[XeTeX] Issue with Arabic Typography

Gareth Hughes garzohugo at gmail.com
Thu Feb 19 13:21:53 CET 2009


وفا خلیقی wrote:
>     This bug is related to the difference between Persian and English in
> adjusting the end of lines. In English, for stretching a line, some spaces
> (glue) are added between the words. In Persian, however, some letters inside
> the words are stretched (what is called in Persian calligraphy a
> "KESHIDEH"). Adding spaces between words to adjust a Persian line produces
> less beautiful documents (and I guess that for this reason you have disabled
> it in XePersian). However, the "Keshideh" system does not exist in
> XePersian. (In MS-Word this system existed even in its very old versions on
> Win3.1, and without implementing it in FarsiTeX, the output was less
> beautiful even than those old MS-Word outputs).

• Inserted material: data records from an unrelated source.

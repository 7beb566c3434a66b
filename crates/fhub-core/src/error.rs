//! Typed error definitions for the fhub client.
//!
//! [`FhubError`] covers every failure the streaming core can observe. Most of
//! them never leave the background task: they are published on the
//! subscription's observer channel and the stream keeps running. Only
//! `connect` and `close` return them to the caller directly.

use std::time::Duration;

use thiserror::Error;

/// Result alias used across the fhub crates.
pub type Result<T> = std::result::Result<T, FhubError>;

/// Domain-specific errors for the fhub client.
#[derive(Debug, Clone, Error)]
pub enum FhubError {
    /// The connection did not reach the open state within the timeout.
    #[error("connection not ready after {0:?}")]
    ConnectTimeout(Duration),

    /// One inbound frame could not be decoded. The frame is skipped.
    #[error("decode error: {0}")]
    Decode(String),

    /// Network-level failure (DNS, TLS, handshake, reset).
    #[error("transport error: {0}")]
    Transport(String),

    /// Application error reported by the provider inside a frame.
    #[error("provider error: {0}")]
    Api(String),

    /// The user tick callback panicked.
    #[error("tick callback failed: {0}")]
    Callback(String),

    /// A send was attempted while the connection is not open.
    #[error("connection is not open")]
    NotOpen,

    /// Operation not allowed in the current subscription state.
    #[error("invalid state: {0}")]
    InvalidState(String),

    /// Configuration parsing or validation error.
    #[error("config error: {0}")]
    Config(String),

    /// I/O error while reading configuration or log files.
    #[error("io error: {0}")]
    Io(String),
}

impl From<std::io::Error> for FhubError {
    fn from(e: std::io::Error) -> Self {
        Self::Io(e.to_string())
    }
}

impl From<serde_json::Error> for FhubError {
    fn from(e: serde_json::Error) -> Self {
        Self::Config(e.to_string())
    }
}
//! The seam between a subscription and its network connection.
//!
//! A [`Transport`] owns one connection and runs its receive loop on a
//! background tokio task. It reports what happens through [`TransportHooks`]:
//!
//! ```text
//! open() ──► on_open(outbound) ──► on_message(frame)* ──► on_close(reason)
//!                 └─────────── on_error(err) at any point ──────┘
//! ```
//!
//! `on_close` fires exactly once per opened transport, and nothing fires after
//! [`Transport::close`] returns.

use std::sync::Arc;

use async_trait::async_trait;
use tokio::sync::mpsc;

use crate::error::{FhubError, Result};

/// Invoked once the connection is established. The [`Outbound`] handle
/// queues messages on the connection being opened.
pub type OnOpenCallback = Arc<dyn Fn(&Outbound) + Send + Sync>;

/// Invoked for each inbound text or binary frame.
pub type OnMessageCallback = Arc<dyn Fn(&[u8]) + Send + Sync>;

/// Invoked for each transport-level failure.
pub type OnErrorCallback = Arc<dyn Fn(&FhubError) + Send + Sync>;

/// Invoked exactly once when the receive loop ends.
pub type OnCloseCallback = Arc<dyn Fn(CloseReason) + Send + Sync>;

/// Event hooks a transport reports through.
#[derive(Clone)]
pub struct TransportHooks {
    pub on_open: OnOpenCallback,
    pub on_message: OnMessageCallback,
    pub on_error: OnErrorCallback,
    pub on_close: OnCloseCallback,
}

impl Default for TransportHooks {
    fn default() -> Self {
        Self {
            on_open: Arc::new(|_: &Outbound| {}),
            on_message: Arc::new(|_: &[u8]| {}),
            on_error: Arc::new(|_: &FhubError| {}),
            on_close: Arc::new(|_: CloseReason| {}),
        }
    }
}

impl std::fmt::Debug for TransportHooks {
    fn fmt(&self, f: &mut std::fmt::Formatter<'_>) -> std::fmt::Result {
        f.debug_struct("TransportHooks").finish_non_exhaustive()
    }
}

/// Why a receive loop ended.
#[derive(Debug, Clone, PartialEq, Eq)]
pub enum CloseReason {
    /// [`Transport::close`] was called.
    Requested,
    /// The server closed the connection or the stream ended.
    Remote,
    /// The connection could not be established or broke with an error.
    Failed(String),
}

/// Queue for outbound text messages on one connection.
#[derive(Debug, Clone)]
pub struct Outbound {
    tx: mpsc::UnboundedSender<String>,
}

impl Outbound {
    pub fn new(tx: mpsc::UnboundedSender<String>) -> Self {
        Self { tx }
    }

    /// Queue a message. Fails with [`FhubError::NotOpen`] once the receive
    /// loop has ended.
    pub fn send(&self, msg: impl Into<String>) -> Result<()> {
        self.tx.send(msg.into()).map_err(|_| FhubError::NotOpen)
    }
}

/// One persistent bidirectional streaming connection.
#[async_trait]
pub trait Transport: Send + Sync {
    /// Start the background receive loop and return immediately.
    ///
    /// Fails if the transport was already opened or no tokio runtime is
    /// running. Connection failures are reported through the hooks.
    fn open(&mut self, hooks: TransportHooks) -> Result<()>;

    /// Queue a message on the open connection.
    fn send(&self, msg: String) -> Result<()>;

    /// Request shutdown and wait for the receive loop to finish. Idempotent.
    async fn close(&mut self);

    /// Whether the connection is currently open.
    fn is_open(&self) -> bool;
}
//! # fhub-stream
//!
//! Live trade streaming: subscribe to a fixed set of symbols over one
//! websocket and keep a [`Ticker`](fhub_core::Ticker) per symbol up to date.
//!
//! ## Architecture
//!
//! ```text
//! Subscription::connect ──► Transport::open ──► background task
//!                                                  │ frame
//!                                                  ▼
//!                                  decoder::decode ──► Session ──► dispatch worker
//!                                                         │            │
//!                                                   StreamEvent     Ticker::apply_trade
//!                                                                      │
//!                                                                  on_tick(&Ticker)
//! ```
//!
//! - [`decoder`]: frame → [`FrameEvent`]
//! - [`subscription`]: connection lifecycle and ticker access
//! - [`event`]: lifecycle state and observer events

pub mod decoder;
pub mod event;
mod session;
pub mod subscription;

pub use decoder::{DecodeError, FrameEvent};
pub use event::{StreamEvent, StreamEventReceiver, SubscriptionState};
pub use session::{OnTick, TickerHandle};
pub use subscription::Subscription;
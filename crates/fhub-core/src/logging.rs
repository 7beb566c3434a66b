//! Logging initialization using the `tracing` ecosystem.
//!
//! Provides:
//! - Console output (colored human-readable, or JSON lines)
//! - File output (daily rotation via `tracing-appender`)
//! - Configurable log level via env var `RUST_LOG` or [`LoggingConfig::level`]

use tracing_subscriber::{EnvFilter, Layer, fmt, layer::SubscriberExt, util::SubscriberInitExt};

use crate::config::LoggingConfig;
use crate::error::{FhubError, Result};

/// Initialize the global tracing subscriber.
///
/// Should be called once at program start by the application, never by the
/// library. A second call returns [`FhubError::Config`] instead of panicking.
pub fn init_logging(config: &LoggingConfig) -> Result<()> {
    let env_filter = EnvFilter::try_from_default_env().unwrap_or_else(|_| EnvFilter::new(&config.level));

    let console_layer = if config.json {
        fmt::layer().json().with_target(true).with_thread_ids(true).boxed()
    } else {
        fmt::layer().with_target(true).with_thread_ids(true).with_ansi(true).boxed()
    };

    let file_layer = config.log_dir.as_deref().map(|dir| {
        let file_appender = tracing_appender::rolling::daily(dir, &config.module_name);
        fmt::layer()
            .with_writer(file_appender)
            .with_ansi(false)
            .with_target(true)
            .with_thread_ids(true)
    });

    tracing_subscriber::registry()
        .with(env_filter)
        .with(console_layer)
        .with(file_layer)
        .try_init()
        .map_err(|e| FhubError::Config(format!("logging already initialized: {e}")))
}
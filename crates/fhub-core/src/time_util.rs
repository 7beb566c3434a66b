//! Epoch timestamp conversion.
//!
//! The provider stamps trades in **milliseconds since Unix epoch**. Tickers
//! store calendar timestamps in UTC.

use chrono::{DateTime, Utc};

/// Convert epoch milliseconds to a UTC timestamp.
///
/// Returns `None` when `ms` is outside the range `chrono` can represent.
#[inline]
pub fn from_epoch_ms(ms: i64) -> Option<DateTime<Utc>> {
    DateTime::from_timestamp_millis(ms)
}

I believe that this is very important not only for Persian, but for all
Arabic-Persian scripts and Syriac as well. In all these scripts there is
a tradition of justifying lines not by expanding and contracting spaces,
but by expanding and contracting the cursive links between letters of a
word. By eye, I would say, this is not done uniformly in traditional
manuscripts, but usually applied before the final letter. However, a
more uniform approach might be more appealing.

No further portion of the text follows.